=== Section Start ===

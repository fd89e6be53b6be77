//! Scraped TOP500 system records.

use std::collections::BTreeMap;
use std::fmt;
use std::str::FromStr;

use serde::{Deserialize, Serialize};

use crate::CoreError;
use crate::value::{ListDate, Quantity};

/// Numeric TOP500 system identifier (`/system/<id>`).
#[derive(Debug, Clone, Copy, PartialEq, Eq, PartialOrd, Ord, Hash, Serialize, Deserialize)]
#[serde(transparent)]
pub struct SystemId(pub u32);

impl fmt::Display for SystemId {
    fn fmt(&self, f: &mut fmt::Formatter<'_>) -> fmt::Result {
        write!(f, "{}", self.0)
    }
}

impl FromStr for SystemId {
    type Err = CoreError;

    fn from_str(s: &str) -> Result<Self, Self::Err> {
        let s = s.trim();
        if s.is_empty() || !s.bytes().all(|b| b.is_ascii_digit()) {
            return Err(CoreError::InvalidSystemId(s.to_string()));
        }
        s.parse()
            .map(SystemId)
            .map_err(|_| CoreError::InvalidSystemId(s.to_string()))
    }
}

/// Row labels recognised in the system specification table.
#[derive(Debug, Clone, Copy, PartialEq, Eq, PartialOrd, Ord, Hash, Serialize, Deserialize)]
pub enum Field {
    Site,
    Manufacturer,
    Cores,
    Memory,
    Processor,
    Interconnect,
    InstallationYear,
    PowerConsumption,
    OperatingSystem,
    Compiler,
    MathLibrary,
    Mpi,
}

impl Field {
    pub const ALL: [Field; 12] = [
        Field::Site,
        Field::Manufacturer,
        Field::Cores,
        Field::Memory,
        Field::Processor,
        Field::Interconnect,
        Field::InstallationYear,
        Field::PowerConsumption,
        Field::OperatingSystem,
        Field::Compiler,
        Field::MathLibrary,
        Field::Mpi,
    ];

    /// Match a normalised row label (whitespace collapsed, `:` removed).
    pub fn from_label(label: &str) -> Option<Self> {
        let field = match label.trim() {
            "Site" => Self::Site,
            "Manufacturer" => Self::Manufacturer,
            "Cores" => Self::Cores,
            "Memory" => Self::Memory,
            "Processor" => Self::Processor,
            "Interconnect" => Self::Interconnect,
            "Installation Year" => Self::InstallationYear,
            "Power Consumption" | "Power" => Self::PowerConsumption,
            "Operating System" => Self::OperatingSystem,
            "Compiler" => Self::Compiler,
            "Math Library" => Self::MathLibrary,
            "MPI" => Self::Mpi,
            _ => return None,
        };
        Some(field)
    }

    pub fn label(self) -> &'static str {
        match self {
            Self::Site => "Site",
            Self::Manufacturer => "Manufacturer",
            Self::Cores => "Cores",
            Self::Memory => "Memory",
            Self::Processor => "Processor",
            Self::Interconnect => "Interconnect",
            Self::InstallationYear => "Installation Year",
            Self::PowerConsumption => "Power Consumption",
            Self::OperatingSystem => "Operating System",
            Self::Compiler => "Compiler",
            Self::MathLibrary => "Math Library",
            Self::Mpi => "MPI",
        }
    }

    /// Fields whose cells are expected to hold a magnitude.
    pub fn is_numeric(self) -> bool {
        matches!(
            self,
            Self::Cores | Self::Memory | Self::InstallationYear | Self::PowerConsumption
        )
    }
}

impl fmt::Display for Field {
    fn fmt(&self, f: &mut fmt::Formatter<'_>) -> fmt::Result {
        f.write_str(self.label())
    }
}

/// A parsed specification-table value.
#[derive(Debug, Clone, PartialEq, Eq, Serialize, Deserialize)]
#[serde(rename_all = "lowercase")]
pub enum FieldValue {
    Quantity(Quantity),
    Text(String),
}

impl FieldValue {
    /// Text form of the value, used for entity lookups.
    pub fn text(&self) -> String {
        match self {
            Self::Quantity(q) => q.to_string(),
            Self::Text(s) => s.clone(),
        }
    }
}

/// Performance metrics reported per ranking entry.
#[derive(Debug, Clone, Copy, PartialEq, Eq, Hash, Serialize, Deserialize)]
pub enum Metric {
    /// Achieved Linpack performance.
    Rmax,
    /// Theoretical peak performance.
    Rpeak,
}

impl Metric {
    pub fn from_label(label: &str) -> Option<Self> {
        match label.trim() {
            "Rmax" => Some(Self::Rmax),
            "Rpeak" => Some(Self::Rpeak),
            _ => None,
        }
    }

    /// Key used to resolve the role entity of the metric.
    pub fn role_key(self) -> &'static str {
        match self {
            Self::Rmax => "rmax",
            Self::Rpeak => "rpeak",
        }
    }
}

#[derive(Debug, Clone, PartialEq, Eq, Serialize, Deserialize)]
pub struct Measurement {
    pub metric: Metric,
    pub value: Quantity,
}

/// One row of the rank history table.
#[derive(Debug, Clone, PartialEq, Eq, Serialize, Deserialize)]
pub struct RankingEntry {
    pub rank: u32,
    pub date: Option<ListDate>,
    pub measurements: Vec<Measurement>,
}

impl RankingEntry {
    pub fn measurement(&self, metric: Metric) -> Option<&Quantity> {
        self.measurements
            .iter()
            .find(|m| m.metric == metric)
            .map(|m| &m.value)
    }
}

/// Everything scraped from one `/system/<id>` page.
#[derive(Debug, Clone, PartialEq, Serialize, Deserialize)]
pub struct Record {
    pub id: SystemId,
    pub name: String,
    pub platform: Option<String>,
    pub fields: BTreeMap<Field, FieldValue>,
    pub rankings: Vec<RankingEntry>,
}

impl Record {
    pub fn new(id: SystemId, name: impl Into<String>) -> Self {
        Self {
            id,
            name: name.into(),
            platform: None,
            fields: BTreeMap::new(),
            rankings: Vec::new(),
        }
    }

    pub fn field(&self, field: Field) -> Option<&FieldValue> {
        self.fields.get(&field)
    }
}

=== Section End ===

**GOAL OF THE EXERCISE**: Every entry in the listing must be retyped exactly.

**SOLUTION**:
repository fd89e6be53b6be77
//! Scraped TOP500 system records.

use std::collections::BTreeMap;
use std::fmt;
use std::str::FromStr;

use serde::{Deserialize, Serialize};

use crate::CoreError;
use crate::value::{ListDate, Quantity};

/// Numeric TOP500 system identifier (`/system/<id>`).
#[derive(Debug, Clone, Copy, PartialEq, Eq, PartialOrd, Ord, Hash, Serialize, Deserialize)]
#[serde(transparent)]
pub struct SystemId(pub u32);

impl fmt::Display for SystemId {
    fn fmt(&self, f: &mut fmt::Formatter<'_>) -> fmt::Result {
        write!(f, "{}", self.0)
    }
}

impl FromStr for SystemId {
    type Err = CoreError;

    fn from_str(s: &str) -> Result<Self, Self::Err> {
        let s = s.trim();
        if s.is_empty() || !s.bytes().all(|b| b.is_ascii_digit()) {
            return Err(CoreError::InvalidSystemId(s.to_string()));
        }
        s.parse()
            .map(SystemId)
            .map_err(|_| CoreError::InvalidSystemId(s.to_string()))
    }
}

/// Row labels recognised in the system specification table.
#[derive(Debug, Clone, Copy, PartialEq, Eq, PartialOrd, Ord, Hash, Serialize, Deserialize)]
pub enum Field {
    Site,
    Manufacturer,
    Cores,
    Memory,
    Processor,
    Interconnect,
    InstallationYear,
    PowerConsumption,
    OperatingSystem,
    Compiler,
    MathLibrary,
    Mpi,
}

impl Field {
    pub const ALL: [Field; 12] = [
        Field::Site,
        Field::Manufacturer,
        Field::Cores,
        Field::Memory,
        Field::Processor,
        Field::Interconnect,
        Field::InstallationYear,
        Field::PowerConsumption,
        Field::OperatingSystem,
        Field::Compiler,
        Field::MathLibrary,
        Field::Mpi,
    ];

    /// Match a normalised row label (whitespace collapsed, `:` removed).
    pub fn from_label(label: &str) -> Option<Self> {
        let field = match label.trim() {
            "Site" => Self::Site,
            "Manufacturer" => Self::Manufacturer,
            "Cores" => Self::Cores,
            "Memory" => Self::Memory,
            "Processor" => Self::Processor,
            "Interconnect" => Self::Interconnect,
            "Installation Year" => Self::InstallationYear,
            "Power Consumption" | "Power" => Self::PowerConsumption,
            "Operating System" => Self::OperatingSystem,
            "Compiler" => Self::Compiler,
            "Math Library" => Self::MathLibrary,
            "MPI" => Self::Mpi,
            _ => return None,
        };
        Some(field)
    }

    pub fn label(self) -> &'static str {
        match self {
            Self::Site => "Site",
            Self::Manufacturer => "Manufacturer",
            Self::Cores => "Cores",
            Self::Memory => "Memory",
            Self::Processor => "Processor",
            Self::Interconnect => "Interconnect",
            Self::InstallationYear => "Installation Year",
            Self::PowerConsumption => "Power Consumption",
            Self::OperatingSystem => "Operating System",
            Self::Compiler => "Compiler",
            Self::MathLibrary => "Math Library",
            Self::Mpi => "MPI",
        }
    }

    /// Fields whose cells are expected to hold a magnitude.
    pub fn is_numeric(self) -> bool {
        matches!(
            self,
            Self::Cores | Self::Memory | Self::InstallationYear | Self::PowerConsumption
        )
    }
}

impl fmt::Display for Field {
    fn fmt(&self, f: &mut fmt::Formatter<'_>) -> fmt::Result {
        f.write_str(self.label())
    }
}

/// A parsed specification-table value.
#[derive(Debug, Clone, PartialEq, Eq, Serialize, Deserialize)]
#[serde(rename_all = "lowercase")]
pub enum FieldValue {
    Quantity(Quantity),
    Text(String),
}

impl FieldValue {
    /// Text form of the value, used for entity lookups.
    pub fn text(&self) -> String {
        match self {
            Self::Quantity(q) => q.to_string(),
            Self::Text(s) => s.clone(),
        }
    }
}

/// Performance metrics reported per ranking entry.
#[derive(Debug, Clone, Copy, PartialEq, Eq, Hash, Serialize, Deserialize)]
pub enum Metric {
    /// Achieved Linpack performance.
    Rmax,
    /// Theoretical peak performance.
    Rpeak,
}

impl Metric {
    pub fn from_label(label: &str) -> Option<Self> {
        match label.trim() {
            "Rmax" => Some(Self::Rmax),
            "Rpeak" => Some(Self::Rpeak),
            _ => None,
        }
    }

    /// Key used to resolve the role entity of the metric.
    pub fn role_key(self) -> &'static str {
        match self {
            Self::Rmax => "rmax",
            Self::Rpeak => "rpeak",
        }
    }
}

#[derive(Debug, Clone, PartialEq, Eq, Serialize, Deserialize)]
pub struct Measurement {
    pub metric: Metric,
    pub value: Quantity,
}

/// One row of the rank history table.
#[derive(Debug, Clone, PartialEq, Eq, Serialize, Deserialize)]
pub struct RankingEntry {
    pub rank: u32,
    pub date: Option<ListDate>,
    pub measurements: Vec<Measurement>,
}

impl RankingEntry {
    pub fn measurement(&self, metric: Metric) -> Option<&Quantity> {
        self.measurements
            .iter()
            .find(|m| m.metric == metric)
            .map(|m| &m.value)
    }
}

/// Everything scraped from one `/system/<id>` page.
#[derive(Debug, Clone, PartialEq, Serialize, Deserialize)]
pub struct Record {
    pub id: SystemId,
    pub name: String,
    pub platform: Option<String>,
    pub fields: BTreeMap<Field, FieldValue>,
    pub rankings: Vec<RankingEntry>,
}

impl Record {
    pub fn new(id: SystemId, name: impl Into<String>) -> Self {
        Self {
            id,
            name: name.into(),
            platform: None,
            fields: BTreeMap::new(),
            rankings: Vec::new(),
        }
    }

    pub fn field(&self, field: Field) -> Option<&FieldValue> {
        self.fields.get(&field)
    }
}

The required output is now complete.